Inside, we are welcomed by Karthik, the senior general manager of corporate brand management, who takes us to a conference room. We are soon joined by Anand, who enters with a purposeful stride and a big smile.
“We’re impressed by what we’ve read so far about the Mahindra brand,” I say as he warmly shakes our hands. “And curious to learn more!”
“Well, we are of course all very proud of our company and it is one of our daily challenges to keep it that way,” says Anand. His air is calm and relaxed, even though his words speak of great ambition.
“That’s exactly why we wanted to meet you,” I say. “To find out the secret of the success behind the Mahindra brand.”
“We are many companies,” Anand replies proudly. “We are more than 180,000 people in over 100 countries. Mahindra’s success lies in the way we do business. Of course there is professionalism and quality, but most of all we do business with a larger purpose. Actually, we always have,” he says with a smile. His tone is confident and modest at once.
“We read about that,” I say. “I am particularly interested in understanding how an Indian company, founded in the 1940s, was able to grow so big, even internationally, and still manage to hold on to its core purpose. Can you tell us about that?”
“Well,” says Anand. “When I took over as captain of the Mahindra ship, in the early 1990s, ‘good corporate citizenship’ was already part of our DNA. But I felt we had to reformulate it, to revive it and incorporate it into our daily operations.

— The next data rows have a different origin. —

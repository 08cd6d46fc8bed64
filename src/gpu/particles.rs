//! Particle draw pass.
//!
//! One instanced quad per state texel. The vertex stage fetches the
//! particle's `(lon, lat)`, projects it through Web Mercator and the
//! viewport matrix, and expands it into a `particle_size` pixel square. The
//! fragment stage discards particles outside the field and colors the rest by
//! local wind speed.

use bytemuck::{Pod, Zeroable};
use wgpu::util::DeviceExt;

use crate::config::{RenderConfig, PARTICLE_ALPHA, REFERENCE_MAX_SPEED};
use crate::field::GeoBounds;
use crate::projection::ProjectionMatrix;
use crate::shader_utils::all_utils_wgsl;

use super::{ParticleStateStore, RenderContext, VectorFieldTexture, TRAIL_BLEND, TRAIL_FORMAT};

/// Uniforms for the draw program.
#[repr(C)]
#[derive(Copy, Clone, Pod, Zeroable)]
struct DrawUniforms {
    matrix: [[f32; 4]; 3],
    field_min: [f32; 2],
    field_max: [f32; 2],
    color0: [f32; 4],
    color1: [f32; 4],
    viewport_size: [f32; 2],
    particle_size: f32,
    state_resolution: u32,
    field_size: [u32; 2],
    is_gradient: u32,
    max_speed: f32,
}

/// Per-frame inputs to the draw pass.
pub struct DrawFrame<'a> {
    pub projection: &'a ProjectionMatrix,
    pub config: &'a RenderConfig,
    pub bounds: &'a GeoBounds,
    pub field_size: [u32; 2],
    pub viewport_size: (u32, u32),
    pub state_resolution: u32,
}

/// GPU resources for drawing particles.
pub struct ParticleRenderStage {
    params_buffer: wgpu::Buffer,
    /// `bind_groups[i]` reads state texture `i`.
    bind_groups: [wgpu::BindGroup; 2],
}

impl ParticleRenderStage {
    pub fn new(
        device: &wgpu::Device,
        ctx: &RenderContext,
        state: &ParticleStateStore,
        field: &VectorFieldTexture,
    ) -> Self {
        let params_buffer = device.create_buffer_init(&wgpu::util::BufferInitDescriptor {
            label: Some("Particle Draw Params Buffer"),
            contents: bytemuck::bytes_of(&DrawUniforms::zeroed()),
            usage: wgpu::BufferUsages::UNIFORM | wgpu::BufferUsages::COPY_DST,
        });
        let bind_groups = create_bind_groups(device, ctx, state, field, &params_buffer);
        Self {
            params_buffer,
            bind_groups,
        }
    }

    /// Rebuild bind groups after the state store or field texture changed.
    pub fn rebind(
        &mut self,
        device: &wgpu::Device,
        ctx: &RenderContext,
        state: &ParticleStateStore,
        field: &VectorFieldTexture,
    ) {
        self.bind_groups = create_bind_groups(device, ctx, state, field, &self.params_buffer);
    }

    /// Upload this frame's parameters.
    pub fn update(&self, queue: &wgpu::Queue, frame: &DrawFrame<'_>) {
        let (color0, color1, is_gradient) = frame.config.color.gpu_stops();
        let uniforms = DrawUniforms {
            matrix: frame.projection.to_gpu(),
            field_min: frame.bounds.min().to_array(),
            field_max: frame.bounds.max().to_array(),
            color0,
            color1,
            viewport_size: [frame.viewport_size.0 as f32, frame.viewport_size.1 as f32],
            particle_size: frame.config.particle_size,
            state_resolution: frame.state_resolution,
            field_size: frame.field_size,
            is_gradient,
            max_speed: REFERENCE_MAX_SPEED,
        };
        queue.write_buffer(&self.params_buffer, 0, bytemuck::bytes_of(&uniforms));
    }

    /// Draw every particle of the current state onto `target`, blending over
    /// what is already there.
    pub fn encode(
        &self,
        encoder: &mut wgpu::CommandEncoder,
        ctx: &RenderContext,
        state: &ParticleStateStore,
        target: &wgpu::TextureView,
    ) {
        let mut pass = super::begin_pass(encoder, target, "Particle Draw Pass", wgpu::LoadOp::Load);
        pass.set_pipeline(&ctx.draw_pipeline);
        pass.set_bind_group(0, &self.bind_groups[state.current_index()], &[]);
        pass.draw(0..6, 0..state.texel_count());
    }
}

fn create_bind_groups(
    device: &wgpu::Device,
    ctx: &RenderContext,
    state: &ParticleStateStore,
    field: &VectorFieldTexture,
    params_buffer: &wgpu::Buffer,
) -> [wgpu::BindGroup; 2] {
    [0, 1].map(|index| {
        device.create_bind_group(&wgpu::BindGroupDescriptor {
            label: Some("Particle Draw Bind Group"),
            layout: &ctx.draw_layout,
            entries: &[
                wgpu::BindGroupEntry {
                    binding: 0,
                    resource: wgpu::BindingResource::TextureView(state.view(index)),
                },
                wgpu::BindGroupEntry {
                    binding: 1,
                    resource: wgpu::BindingResource::TextureView(field.view()),
                },
                wgpu::BindGroupEntry {
                    binding: 2,
                    resource: params_buffer.as_entire_binding(),
                },
            ],
        })
    })
}

pub(super) fn create_bind_group_layout(device: &wgpu::Device) -> wgpu::BindGroupLayout {
    device.create_bind_group_layout(&wgpu::BindGroupLayoutDescriptor {
        label: Some("Particle Draw Bind Group Layout"),
        entries: &[
            super::texture_entry(0, wgpu::ShaderStages::VERTEX),
            super::texture_entry(1, wgpu::ShaderStages::FRAGMENT),
            super::uniform_entry(2, wgpu::ShaderStages::VERTEX | wgpu::ShaderStages::FRAGMENT),
        ],
    })
}

pub(super) fn create_pipeline(device: &wgpu::Device, layout: &wgpu::BindGroupLayout) -> wgpu::RenderPipeline {
    let shader = device.create_shader_module(wgpu::ShaderModuleDescriptor {
        label: Some("Particle Draw Shader"),
        source: wgpu::ShaderSource::Wgsl(generate_shader().into()),
    });

    let pipeline_layout = device.create_pipeline_layout(&wgpu::PipelineLayoutDescriptor {
        label: Some("Particle Draw Pipeline Layout"),
        bind_group_layouts: &[layout],
        push_constant_ranges: &[],
    });

    device.create_render_pipeline(&wgpu::RenderPipelineDescriptor {
        label: Some("Particle Draw Pipeline"),
        layout: Some(&pipeline_layout),
        vertex: wgpu::VertexState {
            module: &shader,
            entry_point: Some("vs_main"),
            buffers: &[],
            compilation_options: Default::default(),
        },
        fragment: Some(wgpu::FragmentState {
            module: &shader,
            entry_point: Some("fs_main"),
            targets: &[Some(wgpu::ColorTargetState {
                format: TRAIL_FORMAT,
                blend: Some(TRAIL_BLEND),
                write_mask: wgpu::ColorWrites::ALL,
            })],
            compilation_options: Default::default(),
        }),
        primitive: wgpu::PrimitiveState {
            topology: wgpu::PrimitiveTopology::TriangleList,
            cull_mode: None,
            ..Default::default()
        },
        depth_stencil: None,
        multisample: wgpu::MultisampleState::default(),
        multiview: None,
        cache: None,
    })
}

fn generate_shader() -> String {
    format!(
        r#"{utils}
const PARTICLE_ALPHA: f32 = {alpha:?};

struct DrawParams {{
    matrix: mat3x3<f32>,
    field_min: vec2<f32>,
    field_max: vec2<f32>,
    color0: vec4<f32>,
    color1: vec4<f32>,
    viewport_size: vec2<f32>,
    particle_size: f32,
    state_resolution: u32,
    field_size: vec2<u32>,
    is_gradient: u32,
    max_speed: f32,
}};

@group(0) @binding(0) var state_texture: texture_2d<f32>;
@group(0) @binding(1) var wind_texture: texture_2d<f32>;
@group(0) @binding(2) var<uniform> params: DrawParams;

struct VertexOutput {{
    @builtin(position) clip_position: vec4<f32>,
    @location(0) @interpolate(flat) lonlat: vec2<f32>,
}};

@vertex
fn vs_main(
    @builtin(vertex_index) vertex_index: u32,
    @builtin(instance_index) instance_index: u32,
) -> VertexOutput {{
    var corners = array<vec2<f32>, 6>(
        vec2<f32>(-1.0, -1.0),
        vec2<f32>(1.0, -1.0),
        vec2<f32>(1.0, 1.0),
        vec2<f32>(-1.0, -1.0),
        vec2<f32>(1.0, 1.0),
        vec2<f32>(-1.0, 1.0),
    );

    let res = params.state_resolution;
    let texel = vec2<i32>(i32(instance_index % res), i32(instance_index / res));
    let lonlat = textureLoad(state_texture, texel, 0).xy;
    let projected = params.matrix * vec3<f32>(mercator(lonlat), 1.0);

    // Quad spans particle_size pixels; clip space is 2 units across
    let offset = corners[vertex_index] * params.particle_size / params.viewport_size;

    var out: VertexOutput;
    out.clip_position = vec4<f32>(projected.xy + offset, 0.0, 1.0);
    out.lonlat = lonlat;
    return out;
}}

@fragment
fn fs_main(in: VertexOutput) -> @location(0) vec4<f32> {{
    let t = field_coord(in.lonlat, params.field_min, params.field_max);
    if !inside_unit(t) {{
        discard;
    }}

    let wind = textureLoad(wind_texture, field_texel(t, params.field_size), 0).rg;
    var color = params.color0.rgb;
    if params.is_gradient != 0u {{
        let speed = clamp(length(wind) / params.max_speed, 0.0, 1.0);
        color = mix(params.color0.rgb, params.color1.rgb, speed);
    }}
    return vec4<f32>(color, PARTICLE_ALPHA);
}}
"#,
        utils = all_utils_wgsl(),
        alpha = PARTICLE_ALPHA,
    )
}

“What I found was actually the same as our founders believed in: ‘India is second to none and we will prove them right’. This slogan dates back to the company’s founding in 1945 when India had little internationally known industry and there was a general feeling that we should prove that we could compete and hold our own.
“So what we did, was to take the purpose we had always had but which had been used more as a footnote, and turn it into a header.
“We worked hard and by the mid-2000s we had established a strong presence in India and started expanding our business internationally.
“And what happened to your purpose, which was very much focused on India?” I ask.
“Good question,” says Anand. “This growth and change of scope led us to question our purpose. We had created an international company, with people working with us all over the world. An India-focused purpose doesn’t appeal to Americans or Europeans, so we had to change. We decided to do an exercise to find our current purpose.”
“How did that work?” I ask.
“We started the exercise in 2008, a decisive year globally,” says Anand. “We involved different groups of stakeholders from all over the world to first find out what they find important. We found amazing similarities in different parts of the world. People realized that the world had changed, there was a trust deficit towards big companies, people wanted brands they could trust, brands that are good for consumers, brands that go beyond profit.”
“So you noticed that people wanted companies to be more stakeholder-value driven than shareholder-value driven?” I ask.
“That’s right: people are done with corporate greed and companies that just look at the next quarter’s financial results,” says Anand. “When we went back to the drawing board with the knowledge we had gathered, we found surprising similarities between what people want and what we, at Mahindra, are.”
“And this is how ‘Rise’ came about,” I say.
“Correct,” says Anand. “We want to drive positive change in the lives of our stakeholders and communities across the world, to empower and enable them to ‘Rise’.”